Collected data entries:
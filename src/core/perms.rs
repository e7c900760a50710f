// SPDX-License-Identifier: MIT

//! Permission gate consulted before every mutation
//!
//! Permissions are dotted paths such as `node.tag.add.foo.bar`. [`PermRules`]
//! matches rules by path prefix, first match wins.

use serde::Deserialize;
use std::fs;
use std::path::Path;

use super::error::Result;

pub trait PermGate: Send + Sync {
    fn allowed(&self, perm: &[String]) -> bool;
}

/// Grants everything
#[derive(Debug, Clone, Copy, Default)]
pub struct AllowAll;

impl PermGate for AllowAll {
    fn allowed(&self, _perm: &[String]) -> bool {
        true
    }
}

#[derive(Debug, Clone, Deserialize)]
pub struct PermRule {
    pub allow: bool,
    /// Dotted permission prefix
    pub perm: String,
}

#[derive(Debug, Clone, Default, Deserialize)]
pub struct PermRules {
    #[serde(default)]
    pub rules: Vec<PermRule>,
    /// Outcome when no rule matches
    #[serde(default)]
    pub default: bool,
}

impl PermRules {
    pub fn parse_yaml(content: &str) -> Result<Self> {
        Ok(serde_yaml::from_str(content)?)
    }

    pub fn load<P: AsRef<Path>>(path: P) -> Result<Self> {
        let content = fs::read_to_string(path)?;
        Self::parse_yaml(&content)
    }
}

impl PermGate for PermRules {
    fn allowed(&self, perm: &[String]) -> bool {
        for rule in &self.rules {
            let parts: Vec<&str> = rule.perm.split('.').filter(|p| !p.is_empty()).collect();
            if parts.len() <= perm.len() && parts.iter().zip(perm).all(|(rule, have)| *rule == have) {
                return rule.allow;
            }
        }
        self.default
    }
}

#[cfg(test)]
mod tests {
    use super::*;

    fn perm(text: &str) -> Vec<String> {
        text.split('.').map(str::to_string).collect()
    }

    #[test]
    fn test_rules_first_match_wins() {
        let rules = PermRules::parse_yaml(
            r#"
default: false
rules:
  - allow: false
    perm: node.tag.add.secret
  - allow: true
    perm: node
"#,
        )
        .unwrap();
        assert!(rules.allowed(&perm("node.tag.add.foo")));
        assert!(!rules.allowed(&perm("node.tag.add.secret.x")));
        assert!(rules.allowed(&perm("node.add.inet:fqdn")));
        assert!(!rules.allowed(&perm("view.add")));
        assert!(AllowAll.allowed(&perm("anything")));
    }
}
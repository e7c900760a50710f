// SPDX-License-Identifier: MIT

//! Query options and subgraph rules

use serde::Deserialize;
use std::collections::BTreeMap;
use std::fs;
use std::path::Path;

use super::ast::AstDoc;
use crate::core::error::Result;
use crate::core::value::Value;

fn default_glob_cache_size() -> usize {
    1000
}

fn default_spill_threshold() -> usize {
    10_000
}

fn default_degrees() -> Option<u32> {
    Some(1)
}

fn default_true() -> bool {
    true
}

#[derive(Debug, Clone, Deserialize)]
pub struct QueryOptions {
    /// Initial runtime variables
    #[serde(default)]
    pub vars: BTreeMap<String, Value>,
    /// Seed nodes as `[form, valu]` pairs
    #[serde(default)]
    pub ndefs: Vec<Value>,
    /// Seed nodes by hex iden
    #[serde(default)]
    pub idens: Vec<String>,
    #[serde(default)]
    pub limit: Option<usize>,
    /// `true` for default rules, or a rule map
    #[serde(default)]
    pub graph: Option<GraphOpt>,
    #[serde(default = "default_glob_cache_size")]
    pub glob_cache_size: usize,
    /// Entries a subgraph set keeps in memory before spilling to disk
    #[serde(default = "default_spill_threshold")]
    pub spill_threshold: usize,
}

impl Default for QueryOptions {
    fn default() -> Self {
        Self {
            vars: BTreeMap::new(),
            ndefs: Vec::new(),
            idens: Vec::new(),
            limit: None,
            graph: None,
            glob_cache_size: default_glob_cache_size(),
            spill_threshold: default_spill_threshold(),
        }
    }
}

impl QueryOptions {
    pub fn parse_yaml(content: &str) -> Result<Self> {
        Ok(serde_yaml::from_str(content)?)
    }

    pub fn load<P: AsRef<Path>>(path: P) -> Result<Self> {
        let content = fs::read_to_string(path)?;
        Self::parse_yaml(&content)
    }

    /// Subgraph rules when graph mode is requested
    pub fn graph_rules(&self) -> Option<GraphRules> {
        match &self.graph {
            Some(GraphOpt::Flag(true)) => Some(GraphRules::default()),
            Some(GraphOpt::Rules(rules)) => Some(rules.clone()),
            _ => None,
        }
    }
}

#[derive(Debug, Clone, Deserialize)]
#[serde(untagged)]
pub enum GraphOpt {
    Flag(bool),
    Rules(GraphRules),
}

#[derive(Debug, Clone, Default, Deserialize)]
pub struct FormRules {
    #[serde(default)]
    pub filters: Vec<AstDoc>,
    #[serde(default)]
    pub pivots: Vec<AstDoc>,
}

#[derive(Debug, Clone, Deserialize)]
pub struct GraphRules {
    /// Maximum distance from a seed, `None` for unbounded
    #[serde(default = "default_degrees")]
    pub degrees: Option<u32>,
    /// Follow declared property references, outbound and inbound
    #[serde(default)]
    pub refs: bool,
    /// Record stored verb edges in edge metadata
    #[serde(default = "default_true")]
    pub edges: bool,
    /// Apply the filters to seed nodes too
    #[serde(default = "default_true")]
    pub filterinput: bool,
    /// Still yield nodes the filters omit
    #[serde(default)]
    pub yieldfiltered: bool,
    #[serde(default)]
    pub filters: Vec<AstDoc>,
    #[serde(default)]
    pub pivots: Vec<AstDoc>,
    /// Per form (or `*`) filters and pivots
    #[serde(default)]
    pub forms: BTreeMap<String, FormRules>,
}

impl Default for GraphRules {
    fn default() -> Self {
        Self {
            degrees: default_degrees(),
            refs: false,
            edges: true,
            filterinput: true,
            yieldfiltered: false,
            filters: Vec::new(),
            pivots: Vec::new(),
            forms: BTreeMap::new(),
        }
    }
}

#[cfg(test)]
mod tests {
    use super::*;

    #[test]
    fn test_parse_options() {
        let opts = QueryOptions::parse_yaml(
            r#"
vars:
  x: 10
ndefs:
  - ["inet:fqdn", "vertex.link"]
limit: 5
graph:
  degrees: null
  refs: true
  forms:
    "*":
      filters:
        - {type: query, kids: []}
"#,
        )
        .unwrap();
        assert_eq!(opts.vars.get("x"), Some(&Value::Int(10)));
        assert_eq!(opts.limit, Some(5));
        assert_eq!(opts.glob_cache_size, 1000);
        let rules = opts.graph_rules().unwrap();
        assert_eq!(rules.degrees, None);
        assert!(rules.refs);
        assert!(rules.edges);
        assert_eq!(rules.forms["*"].filters.len(), 1);
    }

    #[test]
    fn test_graph_flag() {
        let opts = QueryOptions::parse_yaml("graph: true").unwrap();
        let rules = opts.graph_rules().unwrap();
        assert_eq!(rules.degrees, Some(1));
        assert!(rules.filterinput);
        assert!(QueryOptions::parse_yaml("graph: false").unwrap().graph_rules().is_none());
        assert!(QueryOptions::default().graph_rules().is_none());
    }
}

TASK DETAILS:
Exactly as written, please reproduce the lines from the first line of the data to the line containing "impl PermGate for AllowAll", inclusive, and nothing else.

ANSWER FOR THIS EXERCISE:
filename src/core/perms.rs
repository e7c900760a50710f
// SPDX-License-Identifier: MIT

//! Permission gate consulted before every mutation
//!
//! Permissions are dotted paths such as `node.tag.add.foo.bar`. [`PermRules`]
//! matches rules by path prefix, first match wins.

use serde::Deserialize;
use std::fs;
use std::path::Path;

use super::error::Result;

pub trait PermGate: Send + Sync {
    fn allowed(&self, perm: &[String]) -> bool;
}

/// Grants everything
#[derive(Debug, Clone, Copy, Default)]
pub struct AllowAll;

impl PermGate for AllowAll {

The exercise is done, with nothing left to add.